Самое забавное, конечно, то, на что никем не обращено внимание. Это имена братьев: Борис и Глеб. Братья — первые носители этих имен в русской письменной традиции. И тут стоит обратить внимание на одно примечание А. П. Ковалевского к “Книге Ахмеда ибн-Фалдана”: “Прозвище └Славянин“ здесь неопределенно и может обозначать просто жителя далекого севера…

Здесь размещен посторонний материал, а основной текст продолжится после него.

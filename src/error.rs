#[derive(Debug, Clone, Copy, PartialEq, Eq, thiserror::Error)]
pub enum ValidationError {
    #[error("name required")]
    NameRequired,
    #[error("blank canvas")]
    BlankCanvas,
}

#[derive(Debug, thiserror::Error)]
pub enum BackendError {
    #[error("request failed: {0}")]
    Network(#[from] reqwest::Error),
    /// The backend answered with a non-2xx status. `message` is the `error`
    /// field of a JSON body, when there was one.
    #[error("backend returned {status}")]
    Http { status: u16, message: Option<String> },
    #[error("malformed response body: {0}")]
    Decode(#[from] serde_json::Error),
}

#[derive(Debug, thiserror::Error)]
pub enum SubmitError {
    #[error("validation failed: {0}")]
    Validation(#[from] ValidationError),
    #[error("encoding drawing failed: {0}")]
    Encode(#[from] image::ImageError),
    #[error(transparent)]
    Backend(#[from] BackendError),
}

pub const NAME_REQUIRED_MESSAGE: &str = "Name is required!";
pub const BLANK_CANVAS_MESSAGE: &str = "Canvas is blank. Please draw something!";
pub const UPLOAD_FAILED_MESSAGE: &str = "Upload failed";
pub const SUBMIT_FAILED_MESSAGE: &str = "Error submitting drawing";

impl SubmitError {
    /// Text shown to the user for this failure.
    pub fn status_message(&self) -> String {
        match self {
            SubmitError::Validation(ValidationError::NameRequired) => {
                NAME_REQUIRED_MESSAGE.to_string()
            }
            SubmitError::Validation(ValidationError::BlankCanvas) => {
                BLANK_CANVAS_MESSAGE.to_string()
            }
            SubmitError::Backend(BackendError::Http { message, .. }) => format!(
                "Error: {}",
                message.as_deref().unwrap_or(UPLOAD_FAILED_MESSAGE)
            ),
            SubmitError::Encode(_)
            | SubmitError::Backend(BackendError::Network(_))
            | SubmitError::Backend(BackendError::Decode(_)) => SUBMIT_FAILED_MESSAGE.to_string(),
        }
    }

    pub fn is_validation(&self) -> bool {
        matches!(self, SubmitError::Validation(_))
    }
}

#[cfg(test)]
mod tests {
    use super::*;

    #[test]
    fn validation_messages() {
        assert_eq!(
            SubmitError::from(ValidationError::NameRequired).status_message(),
            "Name is required!"
        );
        assert_eq!(
            SubmitError::from(ValidationError::BlankCanvas).status_message(),
            "Canvas is blank. Please draw something!"
        );
    }

    #[test]
    fn http_failure_prefers_backend_message() {
        let with_message = SubmitError::from(BackendError::Http {
            status: 400,
            message: Some("No file uploaded".into()),
        });
        let without = SubmitError::from(BackendError::Http {
            status: 502,
            message: None,
        });

        assert_eq!(with_message.status_message(), "Error: No file uploaded");
        assert_eq!(without.status_message(), "Error: Upload failed");
    }

    #[test]
    fn decode_failure_is_generic() {
        let err = serde_json::from_str::<serde_json::Value>("{").expect_err("bad json");
        let submit = SubmitError::from(BackendError::from(err));
        assert_eq!(submit.status_message(), "Error submitting drawing");
        assert!(!submit.is_validation());
    }
}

Можно предположить, что это имя Барыс тождественно с именем южноболгарского царя Бориса, принявшего крещение около 864 года, от которого пошли соответствующие христианские имена у славян. Славянская форма Борис вполне закономерно происходила бы от Барыс. Однако в данном случае на берегах Волги это имя не могло быть уже славянским. По-видимому, этот └славянин“ был булгарин”8. Таким образом, возможно предположить, что “следы ведут в Болгарию”, Волжскую или балканскую. Традиция, в частности, утверждает, что Борис и Глеб — языческие имена братьев, а христианские их имена — Роман и Давыд. Вот этого Татищев не мог не знать, ведь ходил же он в церковь, читал Святцы, как всякий русский грамотный человек! Таким образом, версии Татищева о Борисе и Глебе, имеющих в одно и то же время и болгарское, и византийское (по дяде Роману) происхождение, отнюдь не откажешь в стройности. И напрасно Толочко полагает эту версию “недоразуме-нием”.
Это можно считать парадоксом, но Толочко, равно как и многие его коллеги, мыслит при анализе определенных данных не столь логично, как Татищев, что, впрочем, еще раз доказывает ценность “Истории Российской”, а также и ценность монографии А. П. Толочко, несмотря на наличие в ней и некоторых неточностей и недостатков.
Фаина Гримберг
1 В. А. Кучкин. Александр Невский — государственный деятель и полководец средневековой Руси // Отечественная история. 1996. № 5. С. 33.
2 Я. С. Лурье. Россия древняя и Россия новая. СПб., 1997.
3 Там же. С. 51.
4 Там же. С. 52.
5 Там же. С. 53.
6 С. Л. Пештич. Русская историография XVIII века. Л., 1965. Ч. 1. С. 261.
7 А. П. Толочко. Кочевые народы степей и Киевская Русь. Киев, 1999. С. 44.
8 А. П. Ковалевский. Книга Ахмеда ибн-Фадлана о его путешествии на Волгу в 921—922 гг. Харьков, 1956. С. 164.